▸ **Information given**:

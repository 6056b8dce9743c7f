//! Pointer gesture recognition for a pannable surface of clickable chunks.
#![forbid(unsafe_code)]

pub const DEFAULT_DEADZONE_PX: f64 = 4.0;
pub const DEFAULT_LONG_PRESS_MS: u64 = 500;

#[derive(Clone, Copy, Debug, Default, PartialEq)]
pub struct Point {
    pub x: f64,
    pub y: f64,
}

impl Point {
    #[inline]
    pub const fn new(x: f64, y: f64) -> Self {
        Self { x, y }
    }

    #[inline]
    pub fn distance(self, other: Point) -> f64 {
        (self.x - other.x).hypot(self.y - other.y)
    }
}

#[derive(Clone, Copy, Debug, PartialEq, Eq)]
pub enum PointerButton {
    Primary,
    Secondary,
    Auxiliary,
}

#[derive(Clone, Copy, Debug, PartialEq)]
pub struct GestureConfig {
    pub deadzone_px: f64,
    pub long_press_ms: u64,
}

impl Default for GestureConfig {
    fn default() -> Self {
        Self {
            deadzone_px: DEFAULT_DEADZONE_PX,
            long_press_ms: DEFAULT_LONG_PRESS_MS,
        }
    }
}

#[derive(Clone, Debug, PartialEq)]
pub enum GestureEvent<T> {
    /// Screen-space drag delta; the view follows the pointer.
    Pan { dx: f64, dy: f64 },
    Tap { target: T, pos: Point },
    SecondaryTap { target: T, pos: Point },
}

#[derive(Clone, Debug, Default, PartialEq)]
pub enum GestureState<T> {
    #[default]
    Idle,
    Panning {
        last: Point,
    },
    PressedOnChunk {
        start_pos: Point,
        start_time: u64,
        target: T,
        last: Point,
        left_deadzone: bool,
        secondary: bool,
    },
}

/// Single-pointer recogniser. `T` identifies the chunk under the press.
pub struct GestureRecognizer<T> {
    cfg: GestureConfig,
    state: GestureState<T>,
    primary_touch: Option<u64>,
}

impl<T: Clone + std::fmt::Debug> GestureRecognizer<T> {
    pub fn new(cfg: GestureConfig) -> Self {
        Self {
            cfg,
            state: GestureState::Idle,
            primary_touch: None,
        }
    }

    #[inline]
    pub fn config(&self) -> GestureConfig {
        self.cfg
    }

    #[inline]
    pub fn state(&self) -> &GestureState<T> {
        &self.state
    }

    #[inline]
    pub fn is_idle(&self) -> bool {
        matches!(self.state, GestureState::Idle)
    }

    pub fn pointer_down(
        &mut self,
        pos: Point,
        time_ms: u64,
        button: PointerButton,
        target: Option<T>,
    ) -> Option<GestureEvent<T>> {
        if !self.is_idle() {
            // A second button while already pressed does not restart the gesture.
            return None;
        }
        self.state = match (target, button) {
            (Some(target), PointerButton::Primary | PointerButton::Secondary) => {
                GestureState::PressedOnChunk {
                    start_pos: pos,
                    start_time: time_ms,
                    target,
                    last: pos,
                    left_deadzone: false,
                    secondary: button == PointerButton::Secondary,
                }
            }
            _ => GestureState::Panning { last: pos },
        };
        log::trace!(target: "input", "down {:?} at ({}, {}) -> {:?}", button, pos.x, pos.y, self.state);
        None
    }

    pub fn pointer_move(&mut self, pos: Point, _time_ms: u64) -> Option<GestureEvent<T>> {
        let deadzone = self.cfg.deadzone_px;
        let last = match &mut self.state {
            GestureState::Idle => return None,
            GestureState::Panning { last } => last,
            GestureState::PressedOnChunk {
                start_pos,
                last,
                left_deadzone,
                ..
            } => {
                if !*left_deadzone && start_pos.distance(pos) >= deadzone {
                    *left_deadzone = true;
                    log::trace!(target: "input", "press left deadzone");
                }
                last
            }
        };
        let (dx, dy) = (pos.x - last.x, pos.y - last.y);
        *last = pos;
        if dx == 0.0 && dy == 0.0 {
            return None;
        }
        Some(GestureEvent::Pan { dx, dy })
    }

    pub fn pointer_up(&mut self, pos: Point, time_ms: u64) -> Option<GestureEvent<T>> {
        let deadzone = self.cfg.deadzone_px;
        match std::mem::take(&mut self.state) {
            GestureState::PressedOnChunk {
                start_pos,
                start_time,
                target,
                left_deadzone,
                secondary,
                ..
            } => {
                if left_deadzone || start_pos.distance(pos) >= deadzone {
                    log::trace!(target: "input", "release after drag, no intent");
                    return None;
                }
                let held = time_ms.saturating_sub(start_time);
                let ev = if secondary || held >= self.cfg.long_press_ms {
                    GestureEvent::SecondaryTap { target, pos }
                } else {
                    GestureEvent::Tap { target, pos }
                };
                log::debug!(target: "input", "{:?} after {}ms", ev, held);
                Some(ev)
            }
            GestureState::Panning { .. } | GestureState::Idle => None,
        }
    }

    /// Pointer cancel, leaving the surface, or focus loss.
    pub fn cancel(&mut self) {
        if !self.is_idle() {
            log::trace!(target: "input", "gesture cancelled");
        }
        self.state = GestureState::Idle;
        self.primary_touch = None;
    }

    /// Wheel scroll pans the view by the wheel delta, leaving any press intact.
    pub fn wheel(&mut self, dx: f64, dy: f64) -> Option<GestureEvent<T>> {
        if dx == 0.0 && dy == 0.0 {
            return None;
        }
        Some(GestureEvent::Pan { dx: -dx, dy: -dy })
    }

    pub fn touch_start(
        &mut self,
        id: u64,
        pos: Point,
        time_ms: u64,
        target: Option<T>,
    ) -> Option<GestureEvent<T>> {
        if self.primary_touch.is_some() || !self.is_idle() {
            return None;
        }
        self.primary_touch = Some(id);
        self.pointer_down(pos, time_ms, PointerButton::Primary, target)
    }

    pub fn touch_move(&mut self, id: u64, pos: Point, time_ms: u64) -> Option<GestureEvent<T>> {
        if self.primary_touch != Some(id) {
            return None;
        }
        self.pointer_move(pos, time_ms)
    }

    pub fn touch_end(&mut self, id: u64, pos: Point, time_ms: u64) -> Option<GestureEvent<T>> {
        if self.primary_touch != Some(id) {
            return None;
        }
        self.primary_touch = None;
        self.pointer_up(pos, time_ms)
    }

    pub fn touch_cancel(&mut self, id: u64) {
        if self.primary_touch == Some(id) {
            self.cancel();
        }
    }
}

impl<T: Clone + std::fmt::Debug> Default for GestureRecognizer<T> {
    fn default() -> Self {
        Self::new(GestureConfig::default())
    }
}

▸ **Assignment**:
Faithfully copy every entry, leaving nothing out.

▸ **Exercise result**:
repository 6056b8dce9743c7f
//! Pointer gesture recognition for a pannable surface of clickable chunks.
#![forbid(unsafe_code)]

pub const DEFAULT_DEADZONE_PX: f64 = 4.0;
pub const DEFAULT_LONG_PRESS_MS: u64 = 500;

#[derive(Clone, Copy, Debug, Default, PartialEq)]
pub struct Point {
    pub x: f64,
    pub y: f64,
}

impl Point {
    #[inline]
    pub const fn new(x: f64, y: f64) -> Self {
        Self { x, y }
    }

    #[inline]
    pub fn distance(self, other: Point) -> f64 {
        (self.x - other.x).hypot(self.y - other.y)
    }
}

#[derive(Clone, Copy, Debug, PartialEq, Eq)]
pub enum PointerButton {
    Primary,
    Secondary,
    Auxiliary,
}

#[derive(Clone, Copy, Debug, PartialEq)]
pub struct GestureConfig {
    pub deadzone_px: f64,
    pub long_press_ms: u64,
}

impl Default for GestureConfig {
    fn default() -> Self {
        Self {
            deadzone_px: DEFAULT_DEADZONE_PX,
            long_press_ms: DEFAULT_LONG_PRESS_MS,
        }
    }
}

#[derive(Clone, Debug, PartialEq)]
pub enum GestureEvent<T> {
    /// Screen-space drag delta; the view follows the pointer.
    Pan { dx: f64, dy: f64 },
    Tap { target: T, pos: Point },
    SecondaryTap { target: T, pos: Point },
}

#[derive(Clone, Debug, Default, PartialEq)]
pub enum GestureState<T> {
    #[default]
    Idle,
    Panning {
        last: Point,
    },
    PressedOnChunk {
        start_pos: Point,
        start_time: u64,
        target: T,
        last: Point,
        left_deadzone: bool,
        secondary: bool,
    },
}

/// Single-pointer recogniser. `T` identifies the chunk under the press.
pub struct GestureRecognizer<T> {
    cfg: GestureConfig,
    state: GestureState<T>,
    primary_touch: Option<u64>,
}

impl<T: Clone + std::fmt::Debug> GestureRecognizer<T> {
    pub fn new(cfg: GestureConfig) -> Self {
        Self {
            cfg,
            state: GestureState::Idle,
            primary_touch: None,
        }
    }

    #[inline]
    pub fn config(&self) -> GestureConfig {
        self.cfg
    }

    #[inline]
    pub fn state(&self) -> &GestureState<T> {
        &self.state
    }

    #[inline]
    pub fn is_idle(&self) -> bool {
        matches!(self.state, GestureState::Idle)
    }

    pub fn pointer_down(
        &mut self,
        pos: Point,
        time_ms: u64,
        button: PointerButton,
        target: Option<T>,
    ) -> Option<GestureEvent<T>> {
        if !self.is_idle() {
            // A second button while already pressed does not restart the gesture.
            return None;
        }
        self.state = match (target, button) {
            (Some(target), PointerButton::Primary | PointerButton::Secondary) => {
                GestureState::PressedOnChunk {
                    start_pos: pos,
                    start_time: time_ms,
                    target,
                    last: pos,
                    left_deadzone: false,
                    secondary: button == PointerButton::Secondary,
                }
            }
            _ => GestureState::Panning { last: pos },
        };
        log::trace!(target: "input", "down {:?} at ({}, {}) -> {:?}", button, pos.x, pos.y, self.state);
        None
    }

    pub fn pointer_move(&mut self, pos: Point, _time_ms: u64) -> Option<GestureEvent<T>> {
        let deadzone = self.cfg.deadzone_px;
        let last = match &mut self.state {
            GestureState::Idle => return None,
            GestureState::Panning { last } => last,
            GestureState::PressedOnChunk {
                start_pos,
                last,
                left_deadzone,
                ..
            } => {
                if !*left_deadzone && start_pos.distance(pos) >= deadzone {
                    *left_deadzone = true;
                    log::trace!(target: "input", "press left deadzone");
                }
                last
            }
        };
        let (dx, dy) = (pos.x - last.x, pos.y - last.y);
        *last = pos;
        if dx == 0.0 && dy == 0.0 {
            return None;
        }
        Some(GestureEvent::Pan { dx, dy })
    }

    pub fn pointer_up(&mut self, pos: Point, time_ms: u64) -> Option<GestureEvent<T>> {
        let deadzone = self.cfg.deadzone_px;
        match std::mem::take(&mut self.state) {
            GestureState::PressedOnChunk {
                start_pos,
                start_time,
                target,
                left_deadzone,
                secondary,
                ..
            } => {
                if left_deadzone || start_pos.distance(pos) >= deadzone {
                    log::trace!(target: "input", "release after drag, no intent");
                    return None;
                }
                let held = time_ms.saturating_sub(start_time);
                let ev = if secondary || held >= self.cfg.long_press_ms {
                    GestureEvent::SecondaryTap { target, pos }
                } else {
                    GestureEvent::Tap { target, pos }
                };
                log::debug!(target: "input", "{:?} after {}ms", ev, held);
                Some(ev)
            }
            GestureState::Panning { .. } | GestureState::Idle => None,
        }
    }

    /// Pointer cancel, leaving the surface, or focus loss.
    pub fn cancel(&mut self) {
        if !self.is_idle() {
            log::trace!(target: "input", "gesture cancelled");
        }
        self.state = GestureState::Idle;
        self.primary_touch = None;
    }

    /// Wheel scroll pans the view by the wheel delta, leaving any press intact.
    pub fn wheel(&mut self, dx: f64, dy: f64) -> Option<GestureEvent<T>> {
        if dx == 0.0 && dy == 0.0 {
            return None;
        }
        Some(GestureEvent::Pan { dx: -dx, dy: -dy })
    }

    pub fn touch_start(
        &mut self,
        id: u64,
        pos: Point,
        time_ms: u64,
        target: Option<T>,
    ) -> Option<GestureEvent<T>> {
        if self.primary_touch.is_some() || !self.is_idle() {
            return None;
        }
        self.primary_touch = Some(id);
        self.pointer_down(pos, time_ms, PointerButton::Primary, target)
    }

    pub fn touch_move(&mut self, id: u64, pos: Point, time_ms: u64) -> Option<GestureEvent<T>> {
        if self.primary_touch != Some(id) {
            return None;
        }
        self.pointer_move(pos, time_ms)
    }

    pub fn touch_end(&mut self, id: u64, pos: Point, time_ms: u64) -> Option<GestureEvent<T>> {
        if self.primary_touch != Some(id) {
            return None;
        }
        self.primary_touch = None;
        self.pointer_up(pos, time_ms)
    }

    pub fn touch_cancel(&mut self, id: u64) {
        if self.primary_touch == Some(id) {
            self.cancel();
        }
    }
}

impl<T: Clone + std::fmt::Debug> Default for GestureRecognizer<T> {
    fn default() -> Self {
        Self::new(GestureConfig::default())
    }
}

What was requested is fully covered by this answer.